With Graves’ Disease, we sometimes give medication to slow the heart rate if it’s very fast, and maybe anticoagulants (“blood thinners”) to prevent stroke if a patient has atrial fibrillation. Once the Hyperthyroidism is controlled, & these complications disappear, we can stop treatment for them.
Inflammation of the thyroid gland, which gets better on its own. There are 3 types:
- Painful Thyroiditis, caused by a virus
- Painless Thyroiditis, cause unknown
- Post-Partum Thyroiditis, painless, occurring up to a year after pregnancy
Each type of Thyroiditis begins with a hyperthyroid phase (but no eye abnormalities of Graves’ Disease).
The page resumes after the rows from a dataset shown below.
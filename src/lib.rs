//! JSON parser with lossless numbers and circular reference resolution.
//!
//! Two things set this parser apart from a plain JSON reader:
//!
//! - number literals are kept as text ([`Number`]), so no digits are lost
//!   to a fixed-width float;
//! - objects of the form `{"$ref": "#/path"}` that point at an enclosing
//!   object or array are replaced with that very container, restoring the
//!   aliasing and cycles of the graph that was serialized.
//!
//! # Quick start
//!
//! ```
//! use refjson::parse;
//!
//! let value = parse(r##"{"id": 12345678901234567890, "self": {"$ref": "#"}}"##).unwrap();
//! assert_eq!(value.get("id").unwrap().as_number().unwrap().as_str(), "12345678901234567890");
//! assert!(value.get("self").unwrap().same_container(&value));
//! value.unlink();
//! ```
//!
//! ## Keep markers as plain objects
//!
//! ```
//! use refjson::{parse_with_options, ParseOptions};
//!
//! let opts = ParseOptions::new().with_circular_refs(false);
//! let value = parse_with_options(r##"{"$ref": "#/a"}"##, &opts).unwrap();
//! assert_eq!(value.get("$ref").unwrap().as_str(), Some("#/a"));
//! ```

// Allow noisy pedantic lints that don't add value for
// a library crate.
#![allow(
    clippy::missing_errors_doc,
    clippy::missing_panics_doc,
    clippy::module_name_repetitions
)]

pub mod circular;
pub mod lexer;
pub mod number;
pub mod options;
pub mod parser;
pub mod pointer;
pub mod revive;
pub mod token;
pub mod value;

pub use circular::REF_KEY;
pub use lexer::{LexError, LexErrorKind, Tokenizer, tokenize};
pub use number::{Number, NumberError};
pub use options::ParseOptions;
pub use parser::{ParseError, ParseErrorKind};
pub use pointer::parse_pointer;
pub use revive::revive;
pub use token::{Span, Token, TokenKind};
pub use value::{Array, Map, Object, Value};

/// Unified error type covering both tokenizing and parsing.
#[derive(Debug, Clone, PartialEq, Eq, thiserror::Error)]
pub enum Error {
    /// A tokenizer error.
    #[error("{0}")]
    Lex(#[from] LexError),
    /// A parser error.
    #[error("{0}")]
    Parse(#[from] ParseError),
}

impl Error {
    /// Where in the input the error was detected.
    #[must_use]
    pub const fn span(&self) -> Span {
        match self {
            Self::Lex(e) => e.span,
            Self::Parse(e) => e.span,
        }
    }

    /// Zero-based character offset of the error.
    #[must_use]
    pub const fn offset(&self) -> usize {
        self.span().offset
    }
}

/// Parse a document with default options.
pub fn parse(input: &str) -> Result<Value, Error> {
    parse_with_options(input, &ParseOptions::default())
}

/// Parse a document with the given options.
pub fn parse_with_options(input: &str, options: &ParseOptions) -> Result<Value, Error> {
    parser::parse_document(input, options)
}

/// Parse a document and pass the finished tree through [`revive`].
///
/// Circular references are already resolved (or left as markers) when the
/// reviver runs. A root removed by the reviver comes back as `Null`.
pub fn parse_with_reviver<F>(
    input: &str,
    options: &ParseOptions,
    reviver: F,
) -> Result<Value, Error>
where
    F: FnMut(&str, Value) -> Option<Value>,
{
    let value = parse_with_options(input, options)?;
    Ok(revive(value, reviver).unwrap_or(Value::Null))
}
//! CLI tool to validate, tokenize, and inspect JSON documents with
//! circular references.

use std::fs;
use std::process::ExitCode;

use refjson::{ParseOptions, TokenKind, parse_with_options, tokenize};

fn usage() -> ExitCode {
    eprintln!("Usage: refjson <command> [--raw-refs] [files...]");
    eprintln!();
    eprintln!("Commands:");
    eprintln!("  validate  Check if document(s) parse");
    eprintln!("  tokens    Print the token stream of document(s)");
    eprintln!("  dump      Print the parsed value tree of document(s)");
    eprintln!();
    eprintln!("Options:");
    eprintln!("  --raw-refs  Keep {{\"$ref\": ...}} markers instead of resolving them");
    eprintln!();
    eprintln!("Examples:");
    eprintln!("  refjson validate graph.json");
    eprintln!("  refjson dump --raw-refs graph.json");
    ExitCode::from(2)
}

fn main() -> ExitCode {
    let args: Vec<String> = std::env::args().collect();

    if args.len() < 2 || args[1] == "--help" || args[1] == "-h" {
        return usage();
    }

    let command = args[1].as_str();
    let mut options = ParseOptions::new();
    let mut files = Vec::new();
    for arg in &args[2..] {
        if arg == "--raw-refs" {
            options = options.with_circular_refs(false);
        } else {
            files.push(arg.as_str());
        }
    }

    if files.is_empty() {
        eprintln!("Error: no files specified");
        return ExitCode::from(2);
    }

    let mut had_error = false;

    for path in files {
        let content = match fs::read_to_string(path) {
            Ok(c) => c,
            Err(e) => {
                eprintln!("{path}: {e}");
                had_error = true;
                continue;
            }
        };

        match command {
            "validate" => match parse_with_options(&content, &options) {
                Ok(value) => {
                    eprintln!("{path}: valid ({})", value.kind());
                    value.unlink();
                }
                Err(e) => {
                    eprintln!("{path}: {e}");
                    had_error = true;
                }
            },
            "tokens" => match tokenize(&content) {
                Ok(tokens) => {
                    for token in tokens {
                        let kind = if token.kind.is_delimiter() {
                            "Delimiter".to_string()
                        } else {
                            format!("{:?}", token.kind)
                        };
                        let text = if token.kind == TokenKind::String {
                            format!("{:?}", token.text)
                        } else {
                            token.text
                        };
                        println!("{}\t{kind}\t{text}", token.span.offset);
                    }
                }
                Err(e) => {
                    eprintln!("{path}: {e}");
                    had_error = true;
                }
            },
            "dump" => match parse_with_options(&content, &options) {
                Ok(value) => {
                    println!("{value:#?}");
                    value.unlink();
                }
                Err(e) => {
                    eprintln!("{path}: {e}");
                    had_error = true;
                }
            },
            _ => {
                eprintln!("Unknown command: {command}");
                return ExitCode::from(2);
            }
        }
    }

    if had_error {
        ExitCode::FAILURE
    } else {
        ExitCode::SUCCESS
    }
}
//! Lossless numeric literals.
//!
//! A [`Number`] keeps the literal exactly as it appeared in the source, so
//! values such as `12345678901234567890` or `0.1000000000000000055511` never
//! pass through a fixed-width float unless the caller asks for it.

use std::fmt;
use std::str::FromStr;

use crate::lexer::Tokenizer;
use crate::token::TokenKind;

/// Largest number of significant digits an `f64` round-trips reliably.
const MAX_F64_DIGITS: usize = 15;

/// Errors raised when building or converting a [`Number`].
#[derive(Debug, Clone, PartialEq, Eq, thiserror::Error)]
pub enum NumberError {
    /// Text is not a valid JSON number literal.
    #[error("invalid number literal \"{0}\"")]
    Invalid(String),
    /// NaN or an infinity cannot be represented as a literal.
    #[error("number is not finite")]
    NotFinite,
    /// Conversion to `f64` would drop significant digits.
    #[error("cannot convert to f64, number contains more than 15 digits")]
    PrecisionLoss,
    /// Literal magnitude is beyond the `f64` range.
    #[error("cannot convert to f64, number overflow")]
    Overflow,
    /// Non-zero literal too small for `f64`.
    #[error("cannot convert to f64, number underflow")]
    Underflow,
}

/// A number literal preserved verbatim.
#[derive(Clone, PartialEq, Eq, Hash)]
pub struct Number {
    literal: String,
}

impl Number {
    /// Wrap text the tokenizer already validated.
    pub(crate) const fn from_literal(literal: String) -> Self {
        Self { literal }
    }

    /// The literal text, exactly as parsed.
    #[must_use]
    pub fn as_str(&self) -> &str {
        &self.literal
    }

    /// Whether the literal has neither a fraction nor an exponent.
    #[must_use]
    pub fn is_integer(&self) -> bool {
        !self.literal.contains(['.', 'e', 'E'])
    }

    /// Integral value, if the literal is an integer that fits in `i64`.
    #[must_use]
    pub fn as_i64(&self) -> Option<i64> {
        self.is_integer().then(|| self.literal.parse().ok()).flatten()
    }

    /// Integral value, if the literal is an integer that fits in `u64`.
    #[must_use]
    pub fn as_u64(&self) -> Option<u64> {
        self.is_integer().then(|| self.literal.parse().ok()).flatten()
    }

    /// Convert to `f64`, refusing conversions that lose information.
    ///
    /// # Errors
    ///
    /// `PrecisionLoss` when the literal has more significant digits than an
    /// `f64` holds, `Overflow` / `Underflow` when it is out of range.
    pub fn to_f64(&self) -> Result<f64, NumberError> {
        let digits = significant_digits(&self.literal);
        if digits.len() > MAX_F64_DIGITS {
            return Err(NumberError::PrecisionLoss);
        }
        let value: f64 = self
            .literal
            .parse()
            .map_err(|_| NumberError::Invalid(self.literal.clone()))?;
        if value.is_infinite() {
            return Err(NumberError::Overflow);
        }
        if value == 0.0 && !digits.is_empty() {
            return Err(NumberError::Underflow);
        }
        Ok(value)
    }
}

/// Mantissa digits with leading and trailing zeros removed.
fn significant_digits(literal: &str) -> String {
    let mantissa = literal.split(['e', 'E']).next().unwrap_or_default();
    let digits: String = mantissa.chars().filter(char::is_ascii_digit).collect();
    digits.trim_start_matches('0').trim_end_matches('0').to_string()
}

impl FromStr for Number {
    type Err = NumberError;

    fn from_str(s: &str) -> Result<Self, Self::Err> {
        let invalid = || NumberError::Invalid(s.to_string());
        let token = Tokenizer::new(s).advance().map_err(|_| invalid())?;
        if token.kind != TokenKind::Number || token.text != s {
            return Err(invalid());
        }
        Ok(Self::from_literal(token.text))
    }
}

impl TryFrom<f64> for Number {
    type Error = NumberError;

    fn try_from(value: f64) -> Result<Self, Self::Error> {
        if !value.is_finite() {
            return Err(NumberError::NotFinite);
        }
        Ok(Self::from_literal(value.to_string()))
    }
}

macro_rules! from_integer {
    ($($ty:ty),*) => {
        $(
            impl From<$ty> for Number {
                fn from(value: $ty) -> Self {
                    Self::from_literal(value.to_string())
                }
            }
        )*
    };
}

from_integer!(i32, i64, u32, u64);

impl fmt::Display for Number {
    fn fmt(&self, f: &mut fmt::Formatter<'_>) -> fmt::Result {
        f.write_str(&self.literal)
    }
}

impl fmt::Debug for Number {
    fn fmt(&self, f: &mut fmt::Formatter<'_>) -> fmt::Result {
        f.write_str(&self.literal)
    }
}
Then a hypothyroid phase follows with high TSH, low Free T4 (see “Hypothyroid” above). Finally, all thyroid tests become normal. During each phase, there may be symptoms.
Unfortunately, some patients coincidentally identified during the hypothyroid phase get diagnosed as “Hypothyroid” and put on medication forever. We may suspect this is if a patient winds up controlled on a low dose of Levo-thyroxine, like 25 micrograms (= 0.025 milligrams). Most patients with permanent Hypothyroidism need at least 100 mcg (= 0.1 mg), often much more. Anybody on merely 25 mcg should simply stop the medication and get retested in 2 months; if repeat thyroid tests stay normal they don’t need anything. Even worse, patients coincidentally identified during the hyperthyroid phase may get misdiagnosed as Graves’. Then they get their thyroid gland suppressed or even permanently destroyed. Never get told you have Graves’ Disease without a good explanation as to how the diagnosis was made.